Figure 5. Deletion of gaf1⁺ results in accelerated induction of ste11⁺ expression under nitrogen-starved conditions.

(A) Northern blot analysis of ste11⁺ and gaf1⁺ mRNA from wild-type and gaf1Δ cells exposed to nitrogen starvation. Cells of wild-type (972) and gaf1Δ (KL230) strains pre-grown in EMM2 (+N) were shifted to EMM-N (−N) and cultured with constant shaking. At indicated time points, cells were harvested and washed twice with distilled water, and total RNAs were extracted from the cells. RNA blots were hybridized with ³²P-labeled PCR-amplified gaf1⁺ and ste11⁺ probes. For internal control, all blots were stripped and subsequently rehybridized with ³²P-labeled actin-specific probe (act1⁺). (B) β-Galactosidase reporter assay for analysis of ste11⁺ expression in wild-type and gaf1Δ cells subjected to nitrogen starvation.

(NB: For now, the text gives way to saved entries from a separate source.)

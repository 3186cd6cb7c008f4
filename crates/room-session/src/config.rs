//! Room session configuration.
//!
//! Configuration is loaded from environment variables. Every field has a
//! default, so an empty environment yields a usable configuration.

use crate::role::Role;
use std::collections::HashMap;
use std::env;
use std::time::Duration;
use thiserror::Error;

/// Default room name shared by host and clients.
pub const DEFAULT_ROOM_NAME: &str = "Experiment Room";

/// Default keepalive ping interval.
pub const DEFAULT_PING_INTERVAL: Duration = Duration::from_secs(1);

/// Default interval between discovery queries.
pub const DEFAULT_DISCOVERY_INTERVAL: Duration = Duration::from_secs(2);

/// Default time a join may stay unanswered before it counts as rejected.
pub const DEFAULT_JOIN_TIMEOUT: Duration = Duration::from_secs(10);

/// Default actor tick period.
pub const DEFAULT_TICK_INTERVAL: Duration = Duration::from_millis(100);

/// Default peer ID prefix.
pub const DEFAULT_PEER_ID_PREFIX: &str = "peer";

/// Room session configuration.
#[derive(Debug, Clone)]
pub struct Config {
    /// Identifier of this process in logs.
    pub peer_id: String,

    /// Name of the room the host creates and clients look for.
    pub room_name: String,

    /// Force the host role regardless of platform.
    pub force_host: bool,

    /// Force the client role regardless of platform (loses to `force_host`).
    pub force_client: bool,

    /// Role used when neither override is set.
    pub platform_role: Role,

    /// Whether the host publishes the room it creates.
    pub public: bool,

    /// Whether voice relay peer connections are active.
    pub voice_enabled: bool,

    /// Whether the host's own avatar is hidden.
    pub avatar_hidden: bool,

    /// Keepalive ping interval (default: 1s).
    pub ping_interval: Duration,

    /// Interval between discovery queries (default: 2s).
    pub discovery_interval: Duration,

    /// Join response deadline (default: 10s).
    pub join_timeout: Duration,

    /// Actor tick period (default: 100ms).
    pub tick_interval: Duration,
}

#[derive(Debug, Error)]
pub enum ConfigError {
    #[error("Invalid configuration value: {0}")]
    InvalidValue(String),
}

impl Default for Config {
    fn default() -> Self {
        Self {
            peer_id: generate_peer_id(),
            room_name: DEFAULT_ROOM_NAME.to_string(),
            force_host: false,
            force_client: false,
            platform_role: Role::platform_default(),
            public: true,
            voice_enabled: true,
            avatar_hidden: true,
            ping_interval: DEFAULT_PING_INTERVAL,
            discovery_interval: DEFAULT_DISCOVERY_INTERVAL,
            join_timeout: DEFAULT_JOIN_TIMEOUT,
            tick_interval: DEFAULT_TICK_INTERVAL,
        }
    }
}

impl Config {
    /// Load configuration from environment variables.
    pub fn from_env() -> Result<Self, ConfigError> {
        Self::from_vars(&env::vars().collect())
    }

    /// Load configuration from a `HashMap` (for testing).
    pub fn from_vars(vars: &HashMap<String, String>) -> Result<Self, ConfigError> {
        let room_name = vars
            .get("ROOM_NAME")
            .cloned()
            .unwrap_or_else(|| DEFAULT_ROOM_NAME.to_string());
        if room_name.trim().is_empty() {
            return Err(ConfigError::InvalidValue(
                "ROOM_NAME must not be empty".to_string(),
            ));
        }

        let platform_role = match vars.get("ROOM_PLATFORM_ROLE") {
            Some(value) => value
                .parse()
                .map_err(|e| ConfigError::InvalidValue(format!("ROOM_PLATFORM_ROLE: {e}")))?,
            None => Role::platform_default(),
        };

        let peer_id = vars
            .get("ROOM_PEER_ID")
            .cloned()
            .unwrap_or_else(generate_peer_id);

        Ok(Config {
            peer_id,
            room_name,
            force_host: parse_bool(vars, "ROOM_FORCE_HOST", false)?,
            force_client: parse_bool(vars, "ROOM_FORCE_CLIENT", false)?,
            platform_role,
            public: parse_bool(vars, "ROOM_PUBLIC", true)?,
            voice_enabled: parse_bool(vars, "ROOM_VOICE_ENABLED", true)?,
            avatar_hidden: parse_bool(vars, "ROOM_AVATAR_HIDDEN", true)?,
            ping_interval: parse_interval(vars, "ROOM_PING_INTERVAL_MS", DEFAULT_PING_INTERVAL)?,
            discovery_interval: parse_interval(
                vars,
                "ROOM_DISCOVERY_INTERVAL_MS",
                DEFAULT_DISCOVERY_INTERVAL,
            )?,
            join_timeout: parse_interval(vars, "ROOM_JOIN_TIMEOUT_MS", DEFAULT_JOIN_TIMEOUT)?,
            tick_interval: parse_interval(vars, "ROOM_TICK_INTERVAL_MS", DEFAULT_TICK_INTERVAL)?,
        })
    }

    /// Role this configuration resolves to.
    #[must_use]
    pub fn role(&self) -> Role {
        crate::role::resolve(self.force_host, self.force_client, self.platform_role)
    }
}

fn generate_peer_id() -> String {
    let hostname = env::var("HOSTNAME").unwrap_or_else(|_| "unknown".to_string());
    let uuid_suffix = uuid::Uuid::new_v4().to_string();
    let short_suffix = uuid_suffix.get(..8).unwrap_or("00000000");
    format!("{DEFAULT_PEER_ID_PREFIX}-{hostname}-{short_suffix}")
}

fn parse_bool(
    vars: &HashMap<String, String>,
    key: &str,
    default: bool,
) -> Result<bool, ConfigError> {
    match vars.get(key).map(|v| v.trim().to_ascii_lowercase()) {
        None => Ok(default),
        Some(v) if v == "true" || v == "1" => Ok(true),
        Some(v) if v == "false" || v == "0" => Ok(false),
        Some(v) => Err(ConfigError::InvalidValue(format!(
            "{key} must be true/false/1/0, got '{v}'"
        ))),
    }
}

fn parse_interval(
    vars: &HashMap<String, String>,
    key: &str,
    default: Duration,
) -> Result<Duration, ConfigError> {
    let Some(raw) = vars.get(key) else {
        return Ok(default);
    };
    let millis: u64 = raw
        .trim()
        .parse()
        .map_err(|e| ConfigError::InvalidValue(format!("{key}: {e}")))?;
    if millis == 0 {
        return Err(ConfigError::InvalidValue(format!("{key} must be > 0")));
    }
    Ok(Duration::from_millis(millis))
}

#[cfg(test)]
#[allow(clippy::unwrap_used, clippy::expect_used)]
mod tests {
    use super::*;

    fn vars(pairs: &[(&str, &str)]) -> HashMap<String, String> {
        pairs
            .iter()
            .map(|(k, v)| ((*k).to_string(), (*v).to_string()))
            .collect()
    }

    #[test]
    fn test_defaults_from_empty_environment() {
        let config = Config::from_vars(&HashMap::new()).unwrap();

        assert_eq!(config.room_name, DEFAULT_ROOM_NAME);
        assert!(!config.force_host);
        assert!(!config.force_client);
        assert_eq!(config.platform_role, Role::platform_default());
        assert!(config.public);
        assert!(config.voice_enabled);
        assert!(config.avatar_hidden);
        assert_eq!(config.ping_interval, Duration::from_secs(1));
        assert_eq!(config.discovery_interval, Duration::from_secs(2));
        assert_eq!(config.join_timeout, Duration::from_secs(10));
        assert_eq!(config.tick_interval, Duration::from_millis(100));
        assert!(config.peer_id.starts_with("peer-"));
    }

    #[test]
    fn test_custom_values() {
        let config = Config::from_vars(&vars(&[
            ("ROOM_NAME", "Lab"),
            ("ROOM_PEER_ID", "peer-test-001"),
            ("ROOM_FORCE_CLIENT", "1"),
            ("ROOM_PLATFORM_ROLE", "host"),
            ("ROOM_PUBLIC", "false"),
            ("ROOM_VOICE_ENABLED", "0"),
            ("ROOM_AVATAR_HIDDEN", "FALSE"),
            ("ROOM_PING_INTERVAL_MS", "500"),
            ("ROOM_DISCOVERY_INTERVAL_MS", "3000"),
            ("ROOM_JOIN_TIMEOUT_MS", "4000"),
            ("ROOM_TICK_INTERVAL_MS", "50"),
        ]))
        .unwrap();

        assert_eq!(config.room_name, "Lab");
        assert_eq!(config.peer_id, "peer-test-001");
        assert!(config.force_client);
        assert_eq!(config.platform_role, Role::Host);
        assert_eq!(config.role(), Role::Client);
        assert!(!config.public);
        assert!(!config.voice_enabled);
        assert!(!config.avatar_hidden);
        assert_eq!(config.ping_interval, Duration::from_millis(500));
        assert_eq!(config.discovery_interval, Duration::from_secs(3));
        assert_eq!(config.join_timeout, Duration::from_secs(4));
        assert_eq!(config.tick_interval, Duration::from_millis(50));
    }

    #[test]
    fn test_force_host_wins_over_force_client() {
        let config = Config::from_vars(&vars(&[
            ("ROOM_FORCE_HOST", "true"),
            ("ROOM_FORCE_CLIENT", "true"),
            ("ROOM_PLATFORM_ROLE", "client"),
        ]))
        .unwrap();
        assert_eq!(config.role(), Role::Host);
    }

    #[test]
    fn test_invalid_bool_rejected() {
        let result = Config::from_vars(&vars(&[("ROOM_FORCE_HOST", "yes")]));
        assert!(matches!(result, Err(ConfigError::InvalidValue(msg)) if msg.contains("ROOM_FORCE_HOST")));
    }

    #[test]
    fn test_invalid_interval_rejected() {
        let result = Config::from_vars(&vars(&[("ROOM_PING_INTERVAL_MS", "soon")]));
        assert!(matches!(result, Err(ConfigError::InvalidValue(_))));

        let result = Config::from_vars(&vars(&[("ROOM_DISCOVERY_INTERVAL_MS", "0")]));
        assert!(matches!(result, Err(ConfigError::InvalidValue(msg)) if msg.contains("> 0")));
    }

    #[test]
    fn test_empty_room_name_rejected() {
        let result = Config::from_vars(&vars(&[("ROOM_NAME", "   ")]));
        assert!(matches!(result, Err(ConfigError::InvalidValue(_))));
    }

    #[test]
    fn test_unknown_platform_role_rejected() {
        let result = Config::from_vars(&vars(&[("ROOM_PLATFORM_ROLE", "facilitator")]));
        assert!(matches!(result, Err(ConfigError::InvalidValue(msg)) if msg.contains("ROOM_PLATFORM_ROLE")));
    }
}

Cells of wild-type (ED665) and gaf1Δ (KL240) strains carrying pJLC-Ste11_(p)-LacZ were cultivated to mid-log phase in EMM2 (+N) and shifted to EMM-N (−N). At indicated time points, cells were harvested and washed twice with distilled water, and the level of ste11 ⁺ expression was estimated by measuring the activity of β-galactosidase in each sample. Values are the mean ± standard error of three independent experiments carried out in triplicate, n = 9. *, p<0.01; **, p<0.05 (two-tailed Student's t-test, versus wild-type). WT denotes the wild-type (gaf1⁺).